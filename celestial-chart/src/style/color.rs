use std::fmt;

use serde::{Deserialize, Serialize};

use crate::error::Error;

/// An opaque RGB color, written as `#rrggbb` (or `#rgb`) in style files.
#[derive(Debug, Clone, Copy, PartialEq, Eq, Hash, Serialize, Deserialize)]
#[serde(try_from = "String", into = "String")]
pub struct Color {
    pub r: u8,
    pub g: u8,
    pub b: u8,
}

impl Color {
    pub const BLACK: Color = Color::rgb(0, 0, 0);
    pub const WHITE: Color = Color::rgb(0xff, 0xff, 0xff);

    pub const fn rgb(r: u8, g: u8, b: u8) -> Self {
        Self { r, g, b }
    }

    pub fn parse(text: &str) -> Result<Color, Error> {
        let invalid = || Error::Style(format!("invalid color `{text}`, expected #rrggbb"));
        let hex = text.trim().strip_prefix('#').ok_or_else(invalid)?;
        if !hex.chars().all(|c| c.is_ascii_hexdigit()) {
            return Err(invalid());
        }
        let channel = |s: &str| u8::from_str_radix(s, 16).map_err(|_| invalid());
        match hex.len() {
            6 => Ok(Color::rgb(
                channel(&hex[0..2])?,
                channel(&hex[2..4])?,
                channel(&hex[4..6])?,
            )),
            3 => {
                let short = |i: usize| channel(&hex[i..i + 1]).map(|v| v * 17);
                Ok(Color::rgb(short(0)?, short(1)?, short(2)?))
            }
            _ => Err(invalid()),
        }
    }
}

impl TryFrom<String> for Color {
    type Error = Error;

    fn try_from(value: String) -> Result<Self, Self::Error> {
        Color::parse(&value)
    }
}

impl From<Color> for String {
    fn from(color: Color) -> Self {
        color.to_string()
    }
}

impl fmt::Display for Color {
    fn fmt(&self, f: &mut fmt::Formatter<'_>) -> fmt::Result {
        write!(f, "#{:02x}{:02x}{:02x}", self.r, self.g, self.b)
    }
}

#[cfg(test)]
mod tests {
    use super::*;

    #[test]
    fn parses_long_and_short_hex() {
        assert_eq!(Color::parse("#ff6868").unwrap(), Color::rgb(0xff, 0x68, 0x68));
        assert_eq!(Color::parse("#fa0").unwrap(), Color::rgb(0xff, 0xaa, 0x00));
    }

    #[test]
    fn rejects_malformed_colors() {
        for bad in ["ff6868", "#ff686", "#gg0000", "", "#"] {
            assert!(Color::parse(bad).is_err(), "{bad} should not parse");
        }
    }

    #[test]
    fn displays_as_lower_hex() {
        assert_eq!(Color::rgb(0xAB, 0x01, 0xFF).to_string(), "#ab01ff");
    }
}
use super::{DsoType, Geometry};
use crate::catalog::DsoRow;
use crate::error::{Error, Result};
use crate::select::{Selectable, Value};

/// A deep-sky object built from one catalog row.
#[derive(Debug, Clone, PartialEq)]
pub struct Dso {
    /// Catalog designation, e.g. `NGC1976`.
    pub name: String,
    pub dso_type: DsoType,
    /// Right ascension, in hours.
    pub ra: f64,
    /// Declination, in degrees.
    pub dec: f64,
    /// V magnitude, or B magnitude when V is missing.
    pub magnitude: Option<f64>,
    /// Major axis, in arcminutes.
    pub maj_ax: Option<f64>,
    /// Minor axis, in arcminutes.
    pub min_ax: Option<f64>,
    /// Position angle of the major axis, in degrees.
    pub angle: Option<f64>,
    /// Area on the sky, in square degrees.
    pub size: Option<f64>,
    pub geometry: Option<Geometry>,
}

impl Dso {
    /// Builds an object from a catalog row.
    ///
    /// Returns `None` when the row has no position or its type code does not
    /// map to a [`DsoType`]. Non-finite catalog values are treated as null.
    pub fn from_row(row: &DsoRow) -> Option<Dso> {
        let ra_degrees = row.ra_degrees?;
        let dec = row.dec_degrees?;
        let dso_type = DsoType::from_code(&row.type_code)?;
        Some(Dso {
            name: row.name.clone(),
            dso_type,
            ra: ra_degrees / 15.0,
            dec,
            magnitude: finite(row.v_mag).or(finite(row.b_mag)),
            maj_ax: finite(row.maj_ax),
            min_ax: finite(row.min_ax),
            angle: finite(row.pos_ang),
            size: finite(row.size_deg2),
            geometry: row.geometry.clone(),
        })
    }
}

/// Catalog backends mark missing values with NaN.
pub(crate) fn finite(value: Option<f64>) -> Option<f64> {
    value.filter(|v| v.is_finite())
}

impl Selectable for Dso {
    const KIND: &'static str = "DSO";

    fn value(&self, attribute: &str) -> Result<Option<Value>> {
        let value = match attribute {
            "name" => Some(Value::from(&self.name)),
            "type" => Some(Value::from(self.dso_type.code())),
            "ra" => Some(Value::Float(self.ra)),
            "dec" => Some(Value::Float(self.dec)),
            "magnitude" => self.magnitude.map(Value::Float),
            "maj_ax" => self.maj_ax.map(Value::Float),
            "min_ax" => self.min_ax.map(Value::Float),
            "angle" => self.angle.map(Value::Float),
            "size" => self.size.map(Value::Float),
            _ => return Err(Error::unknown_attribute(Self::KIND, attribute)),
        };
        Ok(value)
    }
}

──────────

## TASK OBJECTIVE
Print the listing in full, exactly as given.

## OUTPUT BELOW
filename celestial-chart/src/style/color.rs
use std::fmt;

use serde::{Deserialize, Serialize};

use crate::error::Error;

/// An opaque RGB color, written as `#rrggbb` (or `#rgb`) in style files.
#[derive(Debug, Clone, Copy, PartialEq, Eq, Hash, Serialize, Deserialize)]
#[serde(try_from = "String", into = "String")]
pub struct Color {
    pub r: u8,
    pub g: u8,
    pub b: u8,
}

impl Color {
    pub const BLACK: Color = Color::rgb(0, 0, 0);
    pub const WHITE: Color = Color::rgb(0xff, 0xff, 0xff);

    pub const fn rgb(r: u8, g: u8, b: u8) -> Self {
        Self { r, g, b }
    }

    pub fn parse(text: &str) -> Result<Color, Error> {
        let invalid = || Error::Style(format!("invalid color `{text}`, expected #rrggbb"));
        let hex = text.trim().strip_prefix('#').ok_or_else(invalid)?;
        if !hex.chars().all(|c| c.is_ascii_hexdigit()) {
            return Err(invalid());
        }
        let channel = |s: &str| u8::from_str_radix(s, 16).map_err(|_| invalid());
        match hex.len() {
            6 => Ok(Color::rgb(
                channel(&hex[0..2])?,
                channel(&hex[2..4])?,
                channel(&hex[4..6])?,
            )),
            3 => {
                let short = |i: usize| channel(&hex[i..i + 1]).map(|v| v * 17);
                Ok(Color::rgb(short(0)?, short(1)?, short(2)?))
            }
            _ => Err(invalid()),
        }
    }
}

impl TryFrom<String> for Color {
    type Error = Error;

    fn try_from(value: String) -> Result<Self, Self::Error> {
        Color::parse(&value)
    }
}

impl From<Color> for String {
    fn from(color: Color) -> Self {
        color.to_string()
    }
}

impl fmt::Display for Color {
    fn fmt(&self, f: &mut fmt::Formatter<'_>) -> fmt::Result {
        write!(f, "#{:02x}{:02x}{:02x}", self.r, self.g, self.b)
    }
}

#[cfg(test)]
mod tests {
    use super::*;

    #[test]
    fn parses_long_and_short_hex() {
        assert_eq!(Color::parse("#ff6868").unwrap(), Color::rgb(0xff, 0x68, 0x68));
        assert_eq!(Color::parse("#fa0").unwrap(), Color::rgb(0xff, 0xaa, 0x00));
    }

    #[test]
    fn rejects_malformed_colors() {
        for bad in ["ff6868", "#ff686", "#gg0000", "", "#"] {
            assert!(Color::parse(bad).is_err(), "{bad} should not parse");
        }
    }

    #[test]
    fn displays_as_lower_hex() {
        assert_eq!(Color::rgb(0xAB, 0x01, 0xFF).to_string(), "#ab01ff");
    }
}
use super::{DsoType, Geometry};
use crate::catalog::DsoRow;
use crate::error::{Error, Result};
use crate::select::{Selectable, Value};

/// A deep-sky object built from one catalog row.
#[derive(Debug, Clone, PartialEq)]
pub struct Dso {
    /// Catalog designation, e.g. `NGC1976`.
    pub name: String,
    pub dso_type: DsoType,
    /// Right ascension, in hours.
    pub ra: f64,
    /// Declination, in degrees.
    pub dec: f64,
    /// V magnitude, or B magnitude when V is missing.
    pub magnitude: Option<f64>,
    /// Major axis, in arcminutes.
    pub maj_ax: Option<f64>,
    /// Minor axis, in arcminutes.
    pub min_ax: Option<f64>,
    /// Position angle of the major axis, in degrees.
    pub angle: Option<f64>,
    /// Area on the sky, in square degrees.
    pub size: Option<f64>,
    pub geometry: Option<Geometry>,
}

impl Dso {
    /// Builds an object from a catalog row.
    ///
    /// Returns `None` when the row has no position or its type code does not
    /// map to a [`DsoType`]. Non-finite catalog values are treated as null.
    pub fn from_row(row: &DsoRow) -> Option<Dso> {
        let ra_degrees = row.ra_degrees?;
        let dec = row.dec_degrees?;
        let dso_type = DsoType::from_code(&row.type_code)?;
        Some(Dso {
            name: row.name.clone(),
            dso_type,
            ra: ra_degrees / 15.0,
            dec,
            magnitude: finite(row.v_mag).or(finite(row.b_mag)),
            maj_ax: finite(row.maj_ax),
            min_ax: finite(row.min_ax),
            angle: finite(row.pos_ang),
            size: finite(row.size_deg2),
            geometry: row.geometry.clone(),
        })
    }
}

/// Catalog backends mark missing values with NaN.
pub(crate) fn finite(value: Option<f64>) -> Option<f64> {
    value.filter(|v| v.is_finite())
}

impl Selectable for Dso {
    const KIND: &'static str = "DSO";

    fn value(&self, attribute: &str) -> Result<Option<Value>> {
        let value = match attribute {
            "name" => Some(Value::from(&self.name)),
            "type" => Some(Value::from(self.dso_type.code())),
            "ra" => Some(Value::Float(self.ra)),
            "dec" => Some(Value::Float(self.dec)),
            "magnitude" => self.magnitude.map(Value::Float),
            "maj_ax" => self.maj_ax.map(Value::Float),
            "min_ax" => self.min_ax.map(Value::Float),
            "angle" => self.angle.map(Value::Float),
            "size" => self.size.map(Value::Float),
            _ => return Err(Error::unknown_attribute(Self::KIND, attribute)),
        };
        Ok(value)
    }
}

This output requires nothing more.